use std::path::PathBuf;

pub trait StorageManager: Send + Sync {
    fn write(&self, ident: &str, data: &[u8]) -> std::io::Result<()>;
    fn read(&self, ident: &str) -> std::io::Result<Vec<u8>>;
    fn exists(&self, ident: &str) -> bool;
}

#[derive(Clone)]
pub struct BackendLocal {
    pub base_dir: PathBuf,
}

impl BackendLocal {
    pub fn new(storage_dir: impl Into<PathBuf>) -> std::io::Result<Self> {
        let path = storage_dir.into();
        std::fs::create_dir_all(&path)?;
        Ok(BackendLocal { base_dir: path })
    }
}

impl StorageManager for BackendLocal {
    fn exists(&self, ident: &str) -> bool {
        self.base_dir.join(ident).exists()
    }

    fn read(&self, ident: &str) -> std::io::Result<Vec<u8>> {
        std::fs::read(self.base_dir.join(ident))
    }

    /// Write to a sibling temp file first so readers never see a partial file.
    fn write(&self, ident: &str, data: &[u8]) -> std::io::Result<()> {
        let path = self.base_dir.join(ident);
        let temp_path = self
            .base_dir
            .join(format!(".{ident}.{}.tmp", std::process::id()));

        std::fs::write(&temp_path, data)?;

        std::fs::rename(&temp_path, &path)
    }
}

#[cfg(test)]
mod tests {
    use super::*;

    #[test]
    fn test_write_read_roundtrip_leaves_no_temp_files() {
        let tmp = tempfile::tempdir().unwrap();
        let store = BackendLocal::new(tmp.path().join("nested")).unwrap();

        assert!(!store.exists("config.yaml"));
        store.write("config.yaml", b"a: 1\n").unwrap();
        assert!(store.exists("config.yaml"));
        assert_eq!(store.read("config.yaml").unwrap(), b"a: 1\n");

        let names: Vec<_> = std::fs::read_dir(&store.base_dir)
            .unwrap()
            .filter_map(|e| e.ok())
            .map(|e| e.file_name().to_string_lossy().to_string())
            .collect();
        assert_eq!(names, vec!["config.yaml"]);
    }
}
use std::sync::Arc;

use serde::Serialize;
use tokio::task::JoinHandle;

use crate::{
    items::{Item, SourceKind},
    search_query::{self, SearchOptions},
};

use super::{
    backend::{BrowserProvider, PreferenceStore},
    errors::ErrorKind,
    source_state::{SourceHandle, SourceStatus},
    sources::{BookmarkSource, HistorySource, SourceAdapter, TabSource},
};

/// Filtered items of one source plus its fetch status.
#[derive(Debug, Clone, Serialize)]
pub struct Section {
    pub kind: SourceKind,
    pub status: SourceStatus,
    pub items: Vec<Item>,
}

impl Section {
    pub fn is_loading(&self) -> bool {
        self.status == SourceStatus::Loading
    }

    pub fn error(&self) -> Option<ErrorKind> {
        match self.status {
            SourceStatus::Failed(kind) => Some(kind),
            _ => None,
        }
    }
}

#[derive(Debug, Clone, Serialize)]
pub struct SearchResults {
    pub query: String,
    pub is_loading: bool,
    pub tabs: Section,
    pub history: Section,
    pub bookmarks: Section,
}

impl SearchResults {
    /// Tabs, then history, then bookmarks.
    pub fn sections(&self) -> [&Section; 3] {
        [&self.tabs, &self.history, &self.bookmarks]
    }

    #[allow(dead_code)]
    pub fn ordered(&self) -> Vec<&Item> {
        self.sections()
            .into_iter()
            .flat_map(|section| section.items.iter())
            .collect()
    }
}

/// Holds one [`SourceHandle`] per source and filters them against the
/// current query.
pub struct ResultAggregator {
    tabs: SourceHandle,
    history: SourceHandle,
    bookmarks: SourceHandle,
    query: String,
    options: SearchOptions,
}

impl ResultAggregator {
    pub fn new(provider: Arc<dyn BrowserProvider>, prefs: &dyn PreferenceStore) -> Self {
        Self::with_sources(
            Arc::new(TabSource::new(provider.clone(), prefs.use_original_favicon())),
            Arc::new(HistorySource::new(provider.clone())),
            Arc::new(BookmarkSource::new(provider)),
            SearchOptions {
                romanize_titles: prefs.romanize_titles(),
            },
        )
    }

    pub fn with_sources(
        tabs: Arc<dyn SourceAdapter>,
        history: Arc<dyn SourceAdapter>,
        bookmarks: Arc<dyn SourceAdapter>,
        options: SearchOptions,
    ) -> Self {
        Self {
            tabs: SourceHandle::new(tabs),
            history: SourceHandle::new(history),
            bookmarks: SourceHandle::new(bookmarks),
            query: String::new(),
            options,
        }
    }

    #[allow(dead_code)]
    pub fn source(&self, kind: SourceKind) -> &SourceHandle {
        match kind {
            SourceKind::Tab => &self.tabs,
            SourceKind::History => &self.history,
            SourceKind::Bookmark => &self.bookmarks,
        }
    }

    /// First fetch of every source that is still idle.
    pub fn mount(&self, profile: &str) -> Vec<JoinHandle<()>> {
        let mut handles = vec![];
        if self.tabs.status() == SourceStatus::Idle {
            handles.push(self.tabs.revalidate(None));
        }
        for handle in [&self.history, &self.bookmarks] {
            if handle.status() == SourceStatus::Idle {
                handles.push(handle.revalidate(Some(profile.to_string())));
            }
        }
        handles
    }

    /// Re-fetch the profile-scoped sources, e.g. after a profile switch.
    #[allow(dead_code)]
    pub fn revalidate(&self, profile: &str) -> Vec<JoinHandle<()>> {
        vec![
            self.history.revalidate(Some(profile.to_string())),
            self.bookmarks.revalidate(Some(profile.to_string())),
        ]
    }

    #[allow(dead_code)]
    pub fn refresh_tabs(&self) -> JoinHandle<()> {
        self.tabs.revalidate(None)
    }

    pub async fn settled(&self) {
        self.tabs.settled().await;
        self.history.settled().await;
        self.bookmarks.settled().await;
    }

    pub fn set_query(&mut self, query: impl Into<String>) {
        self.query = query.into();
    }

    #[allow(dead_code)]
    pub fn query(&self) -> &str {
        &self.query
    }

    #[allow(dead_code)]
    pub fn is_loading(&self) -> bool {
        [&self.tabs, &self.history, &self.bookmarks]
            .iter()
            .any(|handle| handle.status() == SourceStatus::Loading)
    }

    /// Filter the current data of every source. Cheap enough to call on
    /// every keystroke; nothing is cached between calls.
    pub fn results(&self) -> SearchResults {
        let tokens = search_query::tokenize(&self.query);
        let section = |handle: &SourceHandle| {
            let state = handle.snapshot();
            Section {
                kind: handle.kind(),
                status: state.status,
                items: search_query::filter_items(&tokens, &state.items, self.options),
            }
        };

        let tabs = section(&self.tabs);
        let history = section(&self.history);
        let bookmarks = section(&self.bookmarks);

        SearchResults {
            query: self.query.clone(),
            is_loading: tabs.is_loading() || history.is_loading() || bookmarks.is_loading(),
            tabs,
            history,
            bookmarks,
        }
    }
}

==

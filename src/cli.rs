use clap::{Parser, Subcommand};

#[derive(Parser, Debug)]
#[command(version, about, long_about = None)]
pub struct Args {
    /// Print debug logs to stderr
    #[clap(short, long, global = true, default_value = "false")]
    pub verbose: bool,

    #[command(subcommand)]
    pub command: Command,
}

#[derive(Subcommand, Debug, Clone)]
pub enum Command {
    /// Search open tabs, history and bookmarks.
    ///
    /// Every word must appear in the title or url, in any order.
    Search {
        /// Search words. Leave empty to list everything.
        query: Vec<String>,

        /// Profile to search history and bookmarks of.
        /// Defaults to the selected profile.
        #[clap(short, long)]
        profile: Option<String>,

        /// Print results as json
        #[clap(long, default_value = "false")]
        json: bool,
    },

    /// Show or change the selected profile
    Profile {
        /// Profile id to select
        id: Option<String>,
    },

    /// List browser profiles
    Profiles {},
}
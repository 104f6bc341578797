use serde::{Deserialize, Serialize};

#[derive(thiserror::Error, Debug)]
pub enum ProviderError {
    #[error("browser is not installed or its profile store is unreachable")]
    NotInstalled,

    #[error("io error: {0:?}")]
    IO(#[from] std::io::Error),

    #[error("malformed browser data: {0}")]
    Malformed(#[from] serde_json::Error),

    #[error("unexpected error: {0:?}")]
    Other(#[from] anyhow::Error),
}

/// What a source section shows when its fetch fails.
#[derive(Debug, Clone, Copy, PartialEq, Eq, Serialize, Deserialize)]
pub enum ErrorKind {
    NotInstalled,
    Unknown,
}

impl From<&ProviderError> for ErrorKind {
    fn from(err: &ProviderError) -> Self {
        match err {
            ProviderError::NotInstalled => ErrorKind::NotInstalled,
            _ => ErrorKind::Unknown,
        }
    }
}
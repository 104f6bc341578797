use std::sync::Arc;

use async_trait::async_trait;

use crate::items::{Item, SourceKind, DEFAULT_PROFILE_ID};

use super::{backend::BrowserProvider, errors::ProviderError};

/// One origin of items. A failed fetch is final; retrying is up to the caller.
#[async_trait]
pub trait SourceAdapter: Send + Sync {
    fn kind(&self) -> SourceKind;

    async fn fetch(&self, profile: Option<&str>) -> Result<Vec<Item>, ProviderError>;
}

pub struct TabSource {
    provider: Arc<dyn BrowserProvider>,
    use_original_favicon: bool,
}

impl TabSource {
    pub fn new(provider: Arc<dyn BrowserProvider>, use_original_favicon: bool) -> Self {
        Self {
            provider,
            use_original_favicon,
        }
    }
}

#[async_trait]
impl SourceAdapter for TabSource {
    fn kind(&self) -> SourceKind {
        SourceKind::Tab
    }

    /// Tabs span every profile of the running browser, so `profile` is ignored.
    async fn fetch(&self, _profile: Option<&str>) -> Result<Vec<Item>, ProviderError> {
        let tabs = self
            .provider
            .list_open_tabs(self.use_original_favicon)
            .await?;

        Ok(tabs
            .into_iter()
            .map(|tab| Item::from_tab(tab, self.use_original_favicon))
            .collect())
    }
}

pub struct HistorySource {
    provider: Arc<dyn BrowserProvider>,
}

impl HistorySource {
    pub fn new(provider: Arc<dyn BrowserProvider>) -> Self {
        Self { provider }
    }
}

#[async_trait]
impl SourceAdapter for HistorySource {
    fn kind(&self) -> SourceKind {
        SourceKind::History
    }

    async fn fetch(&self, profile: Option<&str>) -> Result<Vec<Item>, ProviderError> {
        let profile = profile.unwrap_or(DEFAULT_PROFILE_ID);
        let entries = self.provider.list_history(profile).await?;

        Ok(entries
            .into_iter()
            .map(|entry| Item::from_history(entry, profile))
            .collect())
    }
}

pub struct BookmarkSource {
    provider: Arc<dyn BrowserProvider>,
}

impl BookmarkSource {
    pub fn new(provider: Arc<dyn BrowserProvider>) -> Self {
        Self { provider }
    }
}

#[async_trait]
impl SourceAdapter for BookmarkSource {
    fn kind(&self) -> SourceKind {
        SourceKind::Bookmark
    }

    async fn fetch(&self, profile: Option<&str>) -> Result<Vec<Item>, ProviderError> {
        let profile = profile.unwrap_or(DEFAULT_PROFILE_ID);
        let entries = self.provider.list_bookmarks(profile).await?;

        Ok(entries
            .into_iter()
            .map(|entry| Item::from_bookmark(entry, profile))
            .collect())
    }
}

*WHAT TO WORK ON:*
The response should hold exactly the lines starting at the line with "impl From<&ProviderError> for" and ending at the line with "let entries = self.provider.list_history(profile).await?;", and no other line of the material above.

*TASK RESPONSE:*
impl From<&ProviderError> for ErrorKind {
    fn from(err: &ProviderError) -> Self {
        match err {
            ProviderError::NotInstalled => ErrorKind::NotInstalled,
            _ => ErrorKind::Unknown,
        }
    }
}
repository 104f6bc341578797
use std::sync::Arc;

use async_trait::async_trait;

use crate::items::{Item, SourceKind, DEFAULT_PROFILE_ID};

use super::{backend::BrowserProvider, errors::ProviderError};

/// One origin of items. A failed fetch is final; retrying is up to the caller.
#[async_trait]
pub trait SourceAdapter: Send + Sync {
    fn kind(&self) -> SourceKind;

    async fn fetch(&self, profile: Option<&str>) -> Result<Vec<Item>, ProviderError>;
}

pub struct TabSource {
    provider: Arc<dyn BrowserProvider>,
    use_original_favicon: bool,
}

impl TabSource {
    pub fn new(provider: Arc<dyn BrowserProvider>, use_original_favicon: bool) -> Self {
        Self {
            provider,
            use_original_favicon,
        }
    }
}

#[async_trait]
impl SourceAdapter for TabSource {
    fn kind(&self) -> SourceKind {
        SourceKind::Tab
    }

    /// Tabs span every profile of the running browser, so `profile` is ignored.
    async fn fetch(&self, _profile: Option<&str>) -> Result<Vec<Item>, ProviderError> {
        let tabs = self
            .provider
            .list_open_tabs(self.use_original_favicon)
            .await?;

        Ok(tabs
            .into_iter()
            .map(|tab| Item::from_tab(tab, self.use_original_favicon))
            .collect())
    }
}

pub struct HistorySource {
    provider: Arc<dyn BrowserProvider>,
}

impl HistorySource {
    pub fn new(provider: Arc<dyn BrowserProvider>) -> Self {
        Self { provider }
    }
}

#[async_trait]
impl SourceAdapter for HistorySource {
    fn kind(&self) -> SourceKind {
        SourceKind::History
    }

    async fn fetch(&self, profile: Option<&str>) -> Result<Vec<Item>, ProviderError> {
        let profile = profile.unwrap_or(DEFAULT_PROFILE_ID);
        let entries = self.provider.list_history(profile).await?;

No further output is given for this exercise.